Artificial intelligence disease detection and care coordination platform Viz.ai launched Thursday an integrated AI-solution to help healthcare organizations streamline pulmonary care.
The newly announced Viz Pulmonary Suite combines acute and chronic pulmonary workflows into a single solution, integrated with electronic health records (EHRs) within the Viz platform. It’s the “first comprehensive” AI-driven solution for such care, the company says.
Viz.ai Chief Medical Officer Tim Showalter, M.D., told Fierce Healthcare the Studio ensures “the right patient gets to the right physician at the right time.”
“There are a few features that the suite includes that provide a lot of assistance for making sure that patients consistently get the right treatment,” Showalter said. “[That] includes chart summarization, through an EHR integration, so that clinicians have the most accurate information available when they see the patient, as well as guideline support for what are the best next steps.”

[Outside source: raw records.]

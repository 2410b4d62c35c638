//! Upload error types

use std::path::PathBuf;

use reqwest::StatusCode;
use thiserror::Error;

/// Longest response body excerpt kept in an error message.
pub const BODY_EXCERPT_LEN: usize = 500;
// Part failures are logged per part, keep those shorter
pub(crate) const PART_LOG_EXCERPT_LEN: usize = 200;

pub type UploadResult<T> = Result<T, UploadError>;

#[derive(Debug, Error)]
pub enum UploadError {
    #[error("File not found: {}", .0.display())]
    NotFound(PathBuf),

    #[error("Not a file: {}", .0.display())]
    NotAFile(PathBuf),

    #[error("I/O error: {0}")]
    Io(#[from] std::io::Error),

    #[error("Request failed: {0}")]
    Transport(#[from] reqwest::Error),

    #[error("Failed to {operation}: {status}\n  Response: {body}")]
    Status {
        operation: &'static str,
        status: StatusCode,
        body: String,
    },

    #[error("Could not parse upload ID from response")]
    MissingUploadId,

    #[error("No ETag returned for part {0}")]
    MissingEtag(u32),

    #[error("Part {part_number} failed: {reason}")]
    PartFailed { part_number: u32, reason: String },

    #[error("Only {received} of {expected} parts reported back")]
    Incomplete { received: usize, expected: usize },

    #[error("Upload cancelled")]
    Cancelled,
}

impl UploadError {
    /// Builds a `Status` error, keeping only the head of the response body.
    pub(crate) fn status(operation: &'static str, status: StatusCode, body: &str) -> Self {
        UploadError::Status {
            operation,
            status,
            body: excerpt(body, BODY_EXCERPT_LEN),
        }
    }
}

/// Truncates `text` to at most `max` characters on a char boundary.
pub(crate) fn excerpt(text: &str, max: usize) -> String {
    match text.char_indices().nth(max) {
        Some((idx, _)) => text[..idx].to_string(),
        None => text.to_string(),
    }
}

#[cfg(test)]
mod tests {
    use super::*;

    #[test]
    fn excerpt_keeps_short_bodies_intact() {
        assert_eq!(excerpt("NoSuchBucket", 500), "NoSuchBucket");
    }

    #[test]
    fn excerpt_cuts_on_char_boundary() {
        let body = "é".repeat(10);
        assert_eq!(excerpt(&body, 3), "ééé");
    }

    #[test]
    fn status_error_truncates_body() {
        let body = "x".repeat(2_000);
        let err = UploadError::status("upload part", StatusCode::INTERNAL_SERVER_ERROR, &body);
        match err {
            UploadError::Status { body, .. } => assert_eq!(body.len(), BODY_EXCERPT_LEN),
            other => panic!("unexpected error: {other:?}"),
        }
    }
}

Viz Pulmonary Suite’s goal is to prevent missed diagnoses and treatment delays for major pulmonary conditions. It aids in the care of major pulmonary conditions, including chronic obstructive pulmonary disease (COPD), lung nodules and pulmonary embolisms.
Showalter said the new tool contains a feature that can “identify pulmonary embolism directly” on scans and identify clots that can be treated. “We've seen already that that has decreased time in the hospital and improved survival rates for patients with pulmonary embolism,” he said.
The combination of Viz’s vast scale and EHR integration makes the platform “unique,” according to Showalter.
“We're able to not only identify patients based on radiology scans, but also provide clinicians the information they need to quickly digest what's actually going on with that patient and take fast action to deliver the right care,” Showalter said.
In late March, the company also rolled out Viz Agent Studio, which it says is the first agentic platform for health systems to build and deploy their own customizable care pathways.
The tool allows healthcare organizations to translate clinical guidelines into workflows, then deploy and scale them "across the enterprise using natural language," executives said.
Since the company’s 2016 launch, its platform has been deployed at 2,000 hospitals across the U.S., a scale that CEO and co-founder Chris Mansi, M.D., told Fierce Healthcare covers “two-thirds” of the country’s population.